(Collected data entries)
>>>>

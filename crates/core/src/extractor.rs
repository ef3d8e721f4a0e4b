use crate::config::{ExtractionConfig, ExtractorKind};
use crate::error::IngestError;
use crate::ocr::{RemoteOcrExtractor, TesseractExtractor};
use lopdf::Document;
use std::path::{Path, PathBuf};
use std::sync::Arc;
use tracing::{info, warn};

/// Turns a PDF on disk into plain text.
///
/// `Ok("")` means the document was read but carried no text; failures to read
/// or recognise the document are errors.
pub trait TextExtractor: Send + Sync {
    fn name(&self) -> &'static str;
    fn extract_text(&self, path: &Path) -> Result<String, IngestError>;
}

/// Reads the embedded text layer with lopdf.
#[derive(Debug, Default, Clone, Copy)]
pub struct LopdfExtractor;

impl TextExtractor for LopdfExtractor {
    fn name(&self) -> &'static str {
        "parser"
    }

    fn extract_text(&self, path: &Path) -> Result<String, IngestError> {
        let document =
            Document::load(path).map_err(|error| IngestError::PdfParse(error.to_string()))?;

        let mut pages = Vec::new();
        for (page_no, _page_id) in document.get_pages() {
            let text = document
                .extract_text(&[page_no])
                .map_err(|error| IngestError::PdfParse(error.to_string()))?;

            if !text.trim().is_empty() {
                pages.push(text);
            }
        }

        if pages.is_empty() {
            warn!(path = %path.display(), "pdf has no extractable text layer");
            return Ok(String::new());
        }

        Ok(pages.join("\n\n"))
    }
}

/// Picks the extraction strategy for this run. An OCR backend that cannot be
/// initialised degrades to the text-layer parser with a warning.
pub fn build_extractor(config: &ExtractionConfig) -> Arc<dyn TextExtractor> {
    match config.kind {
        ExtractorKind::Parser => Arc::new(LopdfExtractor),
        ExtractorKind::Tesseract => match TesseractExtractor::new(config) {
            Ok(extractor) => {
                info!(languages = %extractor.languages(), "using tesseract OCR");
                Arc::new(extractor)
            }
            Err(error) => {
                warn!(%error, "tesseract OCR unavailable, falling back to the PDF text parser");
                Arc::new(LopdfExtractor)
            }
        },
        ExtractorKind::Neural => match RemoteOcrExtractor::new(config) {
            Ok(extractor) => {
                info!(endpoint = %extractor.endpoint(), "using neural OCR service");
                Arc::new(extractor)
            }
            Err(error) => {
                warn!(%error, "neural OCR unavailable, falling back to the PDF text parser");
                Arc::new(LopdfExtractor)
            }
        },
    }
}

/// Runs an extractor on the blocking pool so subprocesses and blocking HTTP
/// never execute on an async worker.
pub async fn extract_blocking(
    extractor: Arc<dyn TextExtractor>,
    path: PathBuf,
) -> Result<String, IngestError> {
    tokio::task::spawn_blocking(move || extractor.extract_text(&path))
        .await
        .map_err(|error| IngestError::Task(error.to_string()))?
}

pub fn dump_path(source: &Path, label: &str) -> PathBuf {
    let stem = source
        .file_stem()
        .map(|stem| stem.to_string_lossy().to_string())
        .unwrap_or_else(|| "document".to_string());
    let file_name = format!("{stem}_{label}_output.txt");
    match source.parent() {
        Some(parent) => parent.join(file_name),
        None => PathBuf::from(file_name),
    }
}

/// Writes extracted text next to the source file for inspection.
pub fn write_text_dump(source: &Path, label: &str, text: &str) -> Result<PathBuf, IngestError> {
    let target = dump_path(source, label);
    std::fs::write(&target, text)?;
    Ok(target)
}

#[cfg(test)]
mod tests {
    use super::*;
    use lopdf::content::{Content, Operation};
    use lopdf::{dictionary, Object, Stream};
    use tempfile::tempdir;

    fn hello_pdf(path: &Path) {
        let mut doc = Document::with_version("1.5");
        let pages_id = doc.new_object_id();
        let font_id = doc.add_object(dictionary! {
            "Type" => "Font",
            "Subtype" => "Type1",
            "BaseFont" => "Courier",
        });
        let resources_id = doc.add_object(dictionary! {
            "Font" => dictionary! {
                "F1" => font_id,
            },
        });
        let content = Content {
            operations: vec![
                Operation::new("BT", vec![]),
                Operation::new("Tf", vec!["F1".into(), 48.into()]),
                Operation::new("Td", vec![100.into(), 600.into()]),
                Operation::new("Tj", vec![Object::string_literal("Hello World!")]),
                Operation::new("ET", vec![]),
            ],
        };
        let content_id = doc.add_object(Stream::new(dictionary! {}, content.encode().unwrap()));
        let page_id = doc.add_object(dictionary! {
            "Type" => "Page",
            "Parent" => pages_id,
            "Contents" => content_id,
        });
        let pages = dictionary! {
            "Type" => "Pages",
            "Kids" => vec![page_id.into()],
            "Count" => 1,
            "Resources" => resources_id,
            "MediaBox" => vec![0.into(), 0.into(), 595.into(), 842.into()],
        };
        doc.objects.insert(pages_id, Object::Dictionary(pages));
        let catalog_id = doc.add_object(dictionary! {
            "Type" => "Catalog",
            "Pages" => pages_id,
        });
        doc.trailer.set("Root", catalog_id);
        doc.save(path).unwrap();
    }

    #[test]
    fn parser_reads_text_layer() {
        let dir = tempdir().unwrap();
        let path = dir.path().join("hello.pdf");
        hello_pdf(&path);

        let text = LopdfExtractor.extract_text(&path).unwrap();
        assert!(text.contains("Hello World!"), "got {text:?}");
    }

    #[test]
    fn parser_rejects_broken_files() {
        let dir = tempdir().unwrap();
        let path = dir.path().join("broken.pdf");
        std::fs::write(&path, b"%PDF-1.4\n%broken").unwrap();

        let result = LopdfExtractor.extract_text(&path);
        assert!(matches!(result, Err(IngestError::PdfParse(_))));
    }

    #[test]
    fn neural_without_endpoint_degrades_to_parser() {
        let config = ExtractionConfig {
            kind: ExtractorKind::Neural,
            neural_endpoint: None,
            ..ExtractionConfig::default()
        };
        assert_eq!(build_extractor(&config).name(), "parser");
    }

    #[test]
    fn dumps_land_next_to_the_source() {
        let dir = tempdir().unwrap();
        let source = dir.path().join("Vector Database.pdf");
        let written = write_text_dump(&source, "ocr", "ข้อความ").unwrap();

        assert_eq!(written, dir.path().join("Vector Database_ocr_output.txt"));
        assert_eq!(std::fs::read_to_string(written).unwrap(), "ข้อความ");
    }

    #[tokio::test]
    async fn blocking_extraction_propagates_errors() {
        let dir = tempdir().unwrap();
        let path = dir.path().join("missing.pdf");
        let result = extract_blocking(Arc::new(LopdfExtractor), path).await;
        assert!(result.is_err());
    }
}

<<<<

#### [PROBLEM TO SOLVE]
Copy every line from the records that holds the string "None".

#### [SOLUTION FOR THIS TASK]
        None => PathBuf::from(file_name),
            neural_endpoint: None,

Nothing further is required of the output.